Christopher Joseph Williams (born August 26, 1985) is a former American football guard. He played college football at Vanderbilt and was drafted by the Chicago Bears 14th overall in the 2008 NFL Draft. Williams also played for the St. Louis Rams and the Buffalo Bills.

College career
After graduating from Catholic High School (Baton Rouge, Louisiana), Williams attended Vanderbilt where he played in 36 games and started 33 games. In 2007, he was First-team All-Southeastern Conference after allowing just one sack in 12 games. As a junior, Williams was a Second-team All-SEC selection after starting all 12 games at left tackle and allowing a single quarterback sack. The prior season Williams played all twelve games, starting nine at left guard but also playing left tackle.

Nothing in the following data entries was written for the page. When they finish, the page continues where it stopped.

use std::collections::HashMap;
use std::path::{Path, PathBuf};
use std::sync::atomic::{AtomicBool, Ordering};
use std::sync::Arc;
use std::time::{Duration, Instant, SystemTime};

use log::{debug, error, info, warn};
use notify::{Config as NotifyConfig, PollWatcher, RecursiveMode};
use notify_debouncer_mini::{new_debouncer_opt, Config as DebouncerConfig, DebouncedEventKind};
use walkdir::WalkDir;

use crate::config::IntakeConfig;
use crate::error::WatchError;
use crate::worker::job::has_pdf_extension;

/// How often pending files are re-checked for stability.
const STABILITY_CHECK_INTERVAL: Duration = Duration::from_millis(100);

/// Watches the top level of the intake directory. Subdirectories are never
/// entered, so output roots nested under the watch dir are not re-ingested.
pub struct DirectoryScanner {
    input_directory: PathBuf,
    poll_interval: Duration,
    debounce: Duration,
    stability_window: Duration,
    initial_scan: bool,
}

impl DirectoryScanner {
    pub fn new<P: AsRef<Path>>(input_directory: P) -> Self {
        Self {
            input_directory: input_directory.as_ref().to_path_buf(),
            poll_interval: Duration::from_secs(2),
            debounce: Duration::from_millis(500),
            stability_window: Duration::from_millis(800),
            initial_scan: false,
        }
    }

    pub fn from_config(config: &IntakeConfig) -> Self {
        Self::new(&config.watch_dir)
            .with_intervals(config.poll_interval(), config.debounce())
            .with_stability_window(config.stability_window())
            .with_initial_scan(config.scan_existing)
    }

    pub fn with_intervals(mut self, poll_interval: Duration, debounce: Duration) -> Self {
        self.poll_interval = poll_interval;
        self.debounce = debounce;
        self
    }

    pub fn with_stability_window(mut self, window: Duration) -> Self {
        self.stability_window = window;
        self
    }

    /// Also report PDFs already present when watching starts.
    pub fn with_initial_scan(mut self, enabled: bool) -> Self {
        self.initial_scan = enabled;
        self
    }

    /// Lists PDFs already sitting in the watch directory, sorted by path.
    pub fn scan(&self) -> Result<Vec<PathBuf>, WatchError> {
        let mut found = Vec::new();

        for entry in WalkDir::new(&self.input_directory)
            .min_depth(1)
            .max_depth(1) // Only scan top level
            .sort_by_file_name()
        {
            let entry = match entry {
                Ok(entry) => entry,
                Err(e) if e.depth() == 0 => {
                    return Err(WatchError::ScanFailed {
                        path: self.input_directory.clone(),
                        source: e,
                    });
                }
                Err(e) => {
                    warn!("Skipping unreadable entry: {}", e);
                    continue;
                }
            };

            if !entry.file_type().is_file() {
                continue;
            }

            if has_pdf_extension(entry.path()) {
                debug!("Found document: {}", entry.path().display());
                found.push(entry.into_path());
            }
        }

        info!(
            "Scanned {} documents in {}",
            found.len(),
            self.input_directory.display()
        );
        Ok(found)
    }

    /// Blocks until `shutdown` is set, calling `callback` once a file that
    /// appeared or changed has kept its size and mtime for the stability
    /// window. Extension filtering is left to the caller so that skips can be
    /// reported.
    ///
    /// The initial scan, when enabled, runs after the watcher has taken its
    /// first snapshot, so a file arriving during startup is seen by one or
    /// the other.
    pub fn watch<F>(&self, callback: F, shutdown: Arc<AtomicBool>) -> Result<(), WatchError>
    where
        F: Fn(PathBuf) + Send + 'static,
    {
        let input_dir = self.input_directory.clone();
        let setup_error = |e: notify::Error| WatchError::Setup {
            path: input_dir.clone(),
            reason: e.to_string(),
        };

        // Use PollWatcher for Docker/NFS compatibility
        let poll_config = NotifyConfig::default().with_poll_interval(self.poll_interval);

        let debouncer_config = DebouncerConfig::default()
            .with_timeout(self.debounce)
            .with_notify_config(poll_config);

        let (tx, rx) = std::sync::mpsc::channel();

        let mut debouncer =
            new_debouncer_opt::<_, PollWatcher>(debouncer_config, tx).map_err(setup_error)?;

        debouncer
            .watcher()
            .watch(&input_dir, RecursiveMode::NonRecursive)
            .map_err(setup_error)?;

        info!("Watching directory: {}", input_dir.display());

        let mut pending = PendingFiles::new(self.stability_window);
        if self.initial_scan {
            let now = Instant::now();
            for path in self.scan()? {
                pending.observe(path, now);
            }
        }

        loop {
            if shutdown.load(Ordering::Relaxed) {
                info!("Watch mode shutting down...");
                break;
            }

            match rx.recv_timeout(STABILITY_CHECK_INTERVAL) {
                Ok(Ok(events)) => {
                    let now = Instant::now();
                    for event in events {
                        if !matches!(event.kind, DebouncedEventKind::Any) {
                            continue;
                        }
                        debug!("File event: {}", event.path.display());
                        pending.observe(event.path, now);
                    }
                }
                Ok(Err(errors)) => {
                    warn!("Watch error: {:?}", errors);
                }
                Err(std::sync::mpsc::RecvTimeoutError::Timeout) => {}
                Err(std::sync::mpsc::RecvTimeoutError::Disconnected) => {
                    error!("Watch channel disconnected");
                    break;
                }
            }

            for path in pending.take_stable(Instant::now()) {
                debug!("Stable: {}", path.display());
                callback(path);
            }
        }

        Ok(())
    }
}

/// Size and modification time of a regular file.
#[derive(Debug, Clone, Copy, PartialEq, Eq)]
struct Fingerprint {
    len: u64,
    modified: Option<SystemTime>,
}

impl Fingerprint {
    fn of(path: &Path) -> Option<Self> {
        let metadata = std::fs::metadata(path).ok()?;
        metadata.is_file().then(|| Self {
            len: metadata.len(),
            modified: metadata.modified().ok(),
        })
    }
}

/// Files seen by the watcher that have not yet been stable for `window`.
struct PendingFiles {
    window: Duration,
    files: HashMap<PathBuf, (Fingerprint, Instant)>,
}

impl PendingFiles {
    fn new(window: Duration) -> Self {
        Self {
            window,
            files: HashMap::new(),
        }
    }

    /// Records a sighting. A path that is gone or not a regular file is dropped.
    fn observe(&mut self, path: PathBuf, now: Instant) {
        match Fingerprint::of(&path) {
            Some(fingerprint) => {
                let entry = self.files.entry(path).or_insert((fingerprint, now));
                if entry.0 != fingerprint {
                    *entry = (fingerprint, now);
                }
            }
            None => {
                self.files.remove(&path);
            }
        }
    }

    /// Removes and returns every path unchanged since at least `window` ago,
    /// sorted. Changed paths restart their window.
    fn take_stable(&mut self, now: Instant) -> Vec<PathBuf> {
        let window = self.window;
        let mut stable = Vec::new();

        self.files
            .retain(|path, (fingerprint, since)| match Fingerprint::of(path) {
                None => false,
                Some(current) if current != *fingerprint => {
                    *fingerprint = current;
                    *since = now;
                    true
                }
                Some(_) if now.duration_since(*since) >= window => {
                    stable.push(path.clone());
                    false
                }
                Some(_) => true,
            });

        stable.sort();
        stable
    }
}
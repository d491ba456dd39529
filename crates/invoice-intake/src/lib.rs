pub mod classifier;
pub mod config;
pub mod error;
pub mod extractor;
pub mod heuristics;
pub mod logging;
pub mod pipeline;
pub mod record;
pub mod sanitize;
pub mod sink;
pub mod storage;
pub mod worker;

pub use classifier::{classify, Classification};
pub use config::{ensure_roots, load_config, ConfigLoader, IntakeConfig};
pub use error::{
    ConfigError, ExtractError, IntakeError, LoggingError, RelocateError, Result, SinkError,
    WatchError,
};
pub use extractor::{ExtractedFields, FieldExtractor, LopdfBackend, TextBackend};
pub use logging::init_logging;
pub use pipeline::{Pipeline, PipelineContext, ProgressEvent, ProgressReporter, RunOutcome, Stage};
pub use record::{IntakeRecord, IntakeStatus};
pub use sink::{CsvSink, MemorySink, RecordSink};
pub use storage::{FileMover, FsMover, Relocator};
pub use worker::{DirectoryScanner, IntakeService, IntakeSummary, Job};

/// Installs logging and creates the intake roots. Call once at startup,
/// before watching or processing.
pub fn start_up(config: &IntakeConfig, verbose: bool) -> Result<()> {
    init_logging(&config.log_file, verbose)?;
    ensure_roots(config)?;
    Ok(())
}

Williams was redshirted as a true freshman and did not see action the following season either.

Professional career

Chicago Bears
Williams was drafted by the Bears 14th overall in the 2008 NFL Draft. On July 23, 2008, it was announced that he had signed a five-year contract with the Bears. Williams missed the camp's first weekend after sustaining a minor back injury. He was later diagnosed with separate injury, a herniated disc, which required minor surgery to repair.

Williams started taking part in conditioning and work-out drills in September.  On  November 2, 2008, he  made his professional debut on the special teams in a win against the Detroit Lions. Williams was a starter in 2009, and played at right tackle to accommodate Orlando Pace, whom the team acquired via free agency on April 2, 2009. Smith eventually moved Williams back to left tackle after Pace was faced with inconsistent play and injuries. His first major test was to protect Jay Cutler's blindside against the highly touted Baltimore Ravens defense. The following week, he was paired against Jared Allen of the Minnesota Vikings, one of the League's top defensive lineman and pass rushers. Williams' prevented Allen from sacking Cutler, as the Bears beat the Vikings, 36–30.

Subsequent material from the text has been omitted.